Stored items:
_ _ _ _

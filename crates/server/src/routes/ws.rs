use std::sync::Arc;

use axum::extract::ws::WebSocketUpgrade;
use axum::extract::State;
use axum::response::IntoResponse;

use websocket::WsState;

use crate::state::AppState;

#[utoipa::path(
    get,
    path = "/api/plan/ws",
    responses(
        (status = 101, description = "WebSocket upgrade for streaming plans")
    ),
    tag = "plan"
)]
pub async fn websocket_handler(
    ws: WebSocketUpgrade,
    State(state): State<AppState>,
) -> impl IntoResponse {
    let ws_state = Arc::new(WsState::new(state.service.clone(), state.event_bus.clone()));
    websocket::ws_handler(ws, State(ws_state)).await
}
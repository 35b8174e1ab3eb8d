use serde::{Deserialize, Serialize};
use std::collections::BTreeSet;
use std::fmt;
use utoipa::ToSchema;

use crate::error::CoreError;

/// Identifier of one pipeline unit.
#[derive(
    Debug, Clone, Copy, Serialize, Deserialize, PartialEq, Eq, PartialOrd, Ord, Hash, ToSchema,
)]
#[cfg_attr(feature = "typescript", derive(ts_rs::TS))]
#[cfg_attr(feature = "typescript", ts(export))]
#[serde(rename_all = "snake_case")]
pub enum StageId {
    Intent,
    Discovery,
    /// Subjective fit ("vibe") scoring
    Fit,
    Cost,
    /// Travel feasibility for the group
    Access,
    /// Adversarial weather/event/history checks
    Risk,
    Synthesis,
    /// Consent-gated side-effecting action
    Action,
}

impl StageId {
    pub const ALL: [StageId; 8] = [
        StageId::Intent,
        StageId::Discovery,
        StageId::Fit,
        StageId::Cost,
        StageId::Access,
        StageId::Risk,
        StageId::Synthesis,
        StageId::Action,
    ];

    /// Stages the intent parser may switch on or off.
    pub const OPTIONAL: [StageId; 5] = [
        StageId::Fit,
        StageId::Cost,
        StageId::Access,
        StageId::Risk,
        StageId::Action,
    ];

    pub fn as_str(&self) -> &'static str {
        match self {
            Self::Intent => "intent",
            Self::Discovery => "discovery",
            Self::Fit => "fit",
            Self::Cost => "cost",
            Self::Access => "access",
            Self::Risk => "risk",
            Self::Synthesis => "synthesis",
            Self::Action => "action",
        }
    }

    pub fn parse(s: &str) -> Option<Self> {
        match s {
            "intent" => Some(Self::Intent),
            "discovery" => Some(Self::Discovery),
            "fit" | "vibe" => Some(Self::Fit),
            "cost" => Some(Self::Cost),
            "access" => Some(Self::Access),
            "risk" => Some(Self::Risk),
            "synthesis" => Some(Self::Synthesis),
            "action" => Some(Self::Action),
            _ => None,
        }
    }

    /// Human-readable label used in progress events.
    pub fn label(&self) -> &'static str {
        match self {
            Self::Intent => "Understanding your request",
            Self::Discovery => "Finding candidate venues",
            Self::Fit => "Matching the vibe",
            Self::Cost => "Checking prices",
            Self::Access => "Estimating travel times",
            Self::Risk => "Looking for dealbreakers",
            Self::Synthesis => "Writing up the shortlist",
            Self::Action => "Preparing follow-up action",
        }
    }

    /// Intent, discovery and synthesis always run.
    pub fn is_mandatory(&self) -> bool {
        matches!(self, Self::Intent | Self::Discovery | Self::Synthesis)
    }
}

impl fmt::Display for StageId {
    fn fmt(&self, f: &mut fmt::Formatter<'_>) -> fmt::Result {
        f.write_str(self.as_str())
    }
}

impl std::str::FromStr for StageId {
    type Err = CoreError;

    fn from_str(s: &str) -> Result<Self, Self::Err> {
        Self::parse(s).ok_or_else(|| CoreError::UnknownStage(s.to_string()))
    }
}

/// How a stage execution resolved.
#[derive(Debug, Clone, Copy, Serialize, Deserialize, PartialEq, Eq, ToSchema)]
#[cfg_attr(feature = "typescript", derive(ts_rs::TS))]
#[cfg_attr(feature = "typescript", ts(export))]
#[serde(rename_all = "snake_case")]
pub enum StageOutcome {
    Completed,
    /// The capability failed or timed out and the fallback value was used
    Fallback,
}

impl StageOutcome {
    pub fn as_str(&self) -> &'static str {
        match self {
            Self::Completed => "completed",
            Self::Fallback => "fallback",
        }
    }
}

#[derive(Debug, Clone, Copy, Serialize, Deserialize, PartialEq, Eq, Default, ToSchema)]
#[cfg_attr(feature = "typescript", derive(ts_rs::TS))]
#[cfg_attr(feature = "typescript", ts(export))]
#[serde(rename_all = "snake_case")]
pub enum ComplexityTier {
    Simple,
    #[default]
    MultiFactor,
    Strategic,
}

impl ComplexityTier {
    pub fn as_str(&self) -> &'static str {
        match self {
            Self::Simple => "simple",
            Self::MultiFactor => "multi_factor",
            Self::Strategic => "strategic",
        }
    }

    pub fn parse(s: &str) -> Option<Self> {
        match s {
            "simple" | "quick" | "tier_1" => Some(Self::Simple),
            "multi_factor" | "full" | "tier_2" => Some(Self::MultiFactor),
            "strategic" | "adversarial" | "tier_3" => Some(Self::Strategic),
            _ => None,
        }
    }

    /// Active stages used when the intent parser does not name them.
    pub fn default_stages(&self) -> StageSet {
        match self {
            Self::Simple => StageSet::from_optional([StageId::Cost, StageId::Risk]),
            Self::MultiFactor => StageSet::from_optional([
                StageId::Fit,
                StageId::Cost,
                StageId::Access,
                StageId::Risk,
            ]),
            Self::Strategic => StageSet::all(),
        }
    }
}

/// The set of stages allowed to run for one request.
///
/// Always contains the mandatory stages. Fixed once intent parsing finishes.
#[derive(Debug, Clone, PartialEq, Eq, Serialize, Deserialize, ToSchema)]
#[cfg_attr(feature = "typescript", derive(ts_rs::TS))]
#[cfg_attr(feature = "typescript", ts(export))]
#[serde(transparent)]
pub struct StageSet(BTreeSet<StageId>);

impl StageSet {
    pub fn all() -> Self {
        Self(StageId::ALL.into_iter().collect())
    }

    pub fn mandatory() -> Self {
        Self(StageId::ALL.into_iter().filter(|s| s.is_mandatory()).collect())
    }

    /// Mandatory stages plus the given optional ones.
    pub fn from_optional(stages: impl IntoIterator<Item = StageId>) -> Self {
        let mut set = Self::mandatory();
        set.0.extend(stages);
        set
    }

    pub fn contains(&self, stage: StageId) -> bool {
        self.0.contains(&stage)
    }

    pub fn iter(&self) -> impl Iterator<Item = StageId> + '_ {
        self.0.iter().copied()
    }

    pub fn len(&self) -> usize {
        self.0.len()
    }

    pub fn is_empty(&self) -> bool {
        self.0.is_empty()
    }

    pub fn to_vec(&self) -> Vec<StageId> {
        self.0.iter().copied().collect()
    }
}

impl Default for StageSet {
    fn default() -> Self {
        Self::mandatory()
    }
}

_ _ _ _

# REQUIRED ACTION:
Each record above is to be restated word for word.

# REPLY TO THE EXERCISE:
filename crates/server/src/routes/ws.rs
use std::sync::Arc;

use axum::extract::ws::WebSocketUpgrade;
use axum::extract::State;
use axum::response::IntoResponse;

use websocket::WsState;

use crate::state::AppState;

#[utoipa::path(
    get,
    path = "/api/plan/ws",
    responses(
        (status = 101, description = "WebSocket upgrade for streaming plans")
    ),
    tag = "plan"
)]
pub async fn websocket_handler(
    ws: WebSocketUpgrade,
    State(state): State<AppState>,
) -> impl IntoResponse {
    let ws_state = Arc::new(WsState::new(state.service.clone(), state.event_bus.clone()));
    websocket::ws_handler(ws, State(ws_state)).await
}
repository 35b8174e1ab3eb8d
use serde::{Deserialize, Serialize};
use std::collections::BTreeSet;
use std::fmt;
use utoipa::ToSchema;

use crate::error::CoreError;

/// Identifier of one pipeline unit.
#[derive(
    Debug, Clone, Copy, Serialize, Deserialize, PartialEq, Eq, PartialOrd, Ord, Hash, ToSchema,
)]
#[cfg_attr(feature = "typescript", derive(ts_rs::TS))]
#[cfg_attr(feature = "typescript", ts(export))]
#[serde(rename_all = "snake_case")]
pub enum StageId {
    Intent,
    Discovery,
    /// Subjective fit ("vibe") scoring
    Fit,
    Cost,
    /// Travel feasibility for the group
    Access,
    /// Adversarial weather/event/history checks
    Risk,
    Synthesis,
    /// Consent-gated side-effecting action
    Action,
}

impl StageId {
    pub const ALL: [StageId; 8] = [
        StageId::Intent,
        StageId::Discovery,
        StageId::Fit,
        StageId::Cost,
        StageId::Access,
        StageId::Risk,
        StageId::Synthesis,
        StageId::Action,
    ];

    /// Stages the intent parser may switch on or off.
    pub const OPTIONAL: [StageId; 5] = [
        StageId::Fit,
        StageId::Cost,
        StageId::Access,
        StageId::Risk,
        StageId::Action,
    ];

    pub fn as_str(&self) -> &'static str {
        match self {
            Self::Intent => "intent",
            Self::Discovery => "discovery",
            Self::Fit => "fit",
            Self::Cost => "cost",
            Self::Access => "access",
            Self::Risk => "risk",
            Self::Synthesis => "synthesis",
            Self::Action => "action",
        }
    }

    pub fn parse(s: &str) -> Option<Self> {
        match s {
            "intent" => Some(Self::Intent),
            "discovery" => Some(Self::Discovery),
            "fit" | "vibe" => Some(Self::Fit),
            "cost" => Some(Self::Cost),
            "access" => Some(Self::Access),
            "risk" => Some(Self::Risk),
            "synthesis" => Some(Self::Synthesis),
            "action" => Some(Self::Action),
            _ => None,
        }
    }

    /// Human-readable label used in progress events.
    pub fn label(&self) -> &'static str {
        match self {
            Self::Intent => "Understanding your request",
            Self::Discovery => "Finding candidate venues",
            Self::Fit => "Matching the vibe",
            Self::Cost => "Checking prices",
            Self::Access => "Estimating travel times",
            Self::Risk => "Looking for dealbreakers",
            Self::Synthesis => "Writing up the shortlist",
            Self::Action => "Preparing follow-up action",
        }
    }

    /// Intent, discovery and synthesis always run.
    pub fn is_mandatory(&self) -> bool {
        matches!(self, Self::Intent | Self::Discovery | Self::Synthesis)
    }
}

impl fmt::Display for StageId {
    fn fmt(&self, f: &mut fmt::Formatter<'_>) -> fmt::Result {
        f.write_str(self.as_str())
    }
}

impl std::str::FromStr for StageId {
    type Err = CoreError;

    fn from_str(s: &str) -> Result<Self, Self::Err> {
        Self::parse(s).ok_or_else(|| CoreError::UnknownStage(s.to_string()))
    }
}

/// How a stage execution resolved.
#[derive(Debug, Clone, Copy, Serialize, Deserialize, PartialEq, Eq, ToSchema)]
#[cfg_attr(feature = "typescript", derive(ts_rs::TS))]
#[cfg_attr(feature = "typescript", ts(export))]
#[serde(rename_all = "snake_case")]
pub enum StageOutcome {
    Completed,
    /// The capability failed or timed out and the fallback value was used
    Fallback,
}

impl StageOutcome {
    pub fn as_str(&self) -> &'static str {
        match self {
            Self::Completed => "completed",
            Self::Fallback => "fallback",
        }
    }
}

#[derive(Debug, Clone, Copy, Serialize, Deserialize, PartialEq, Eq, Default, ToSchema)]
#[cfg_attr(feature = "typescript", derive(ts_rs::TS))]
#[cfg_attr(feature = "typescript", ts(export))]
#[serde(rename_all = "snake_case")]
pub enum ComplexityTier {
    Simple,
    #[default]
    MultiFactor,
    Strategic,
}

impl ComplexityTier {
    pub fn as_str(&self) -> &'static str {
        match self {
            Self::Simple => "simple",
            Self::MultiFactor => "multi_factor",
            Self::Strategic => "strategic",
        }
    }

    pub fn parse(s: &str) -> Option<Self> {
        match s {
            "simple" | "quick" | "tier_1" => Some(Self::Simple),
            "multi_factor" | "full" | "tier_2" => Some(Self::MultiFactor),
            "strategic" | "adversarial" | "tier_3" => Some(Self::Strategic),
            _ => None,
        }
    }

    /// Active stages used when the intent parser does not name them.
    pub fn default_stages(&self) -> StageSet {
        match self {
            Self::Simple => StageSet::from_optional([StageId::Cost, StageId::Risk]),
            Self::MultiFactor => StageSet::from_optional([
                StageId::Fit,
                StageId::Cost,
                StageId::Access,
                StageId::Risk,
            ]),
            Self::Strategic => StageSet::all(),
        }
    }
}

/// The set of stages allowed to run for one request.
///
/// Always contains the mandatory stages. Fixed once intent parsing finishes.
#[derive(Debug, Clone, PartialEq, Eq, Serialize, Deserialize, ToSchema)]
#[cfg_attr(feature = "typescript", derive(ts_rs::TS))]
#[cfg_attr(feature = "typescript", ts(export))]
#[serde(transparent)]
pub struct StageSet(BTreeSet<StageId>);

impl StageSet {
    pub fn all() -> Self {
        Self(StageId::ALL.into_iter().collect())
    }

    pub fn mandatory() -> Self {
        Self(StageId::ALL.into_iter().filter(|s| s.is_mandatory()).collect())
    }

    /// Mandatory stages plus the given optional ones.
    pub fn from_optional(stages: impl IntoIterator<Item = StageId>) -> Self {
        let mut set = Self::mandatory();
        set.0.extend(stages);
        set
    }

    pub fn contains(&self, stage: StageId) -> bool {
        self.0.contains(&stage)
    }

    pub fn iter(&self) -> impl Iterator<Item = StageId> + '_ {
        self.0.iter().copied()
    }

    pub fn len(&self) -> usize {
        self.0.len()
    }

    pub fn is_empty(&self) -> bool {
        self.0.is_empty()
    }

    pub fn to_vec(&self) -> Vec<StageId> {
        self.0.iter().copied().collect()
    }
}

impl Default for StageSet {
    fn default() -> Self {
        Self::mandatory()
    }
}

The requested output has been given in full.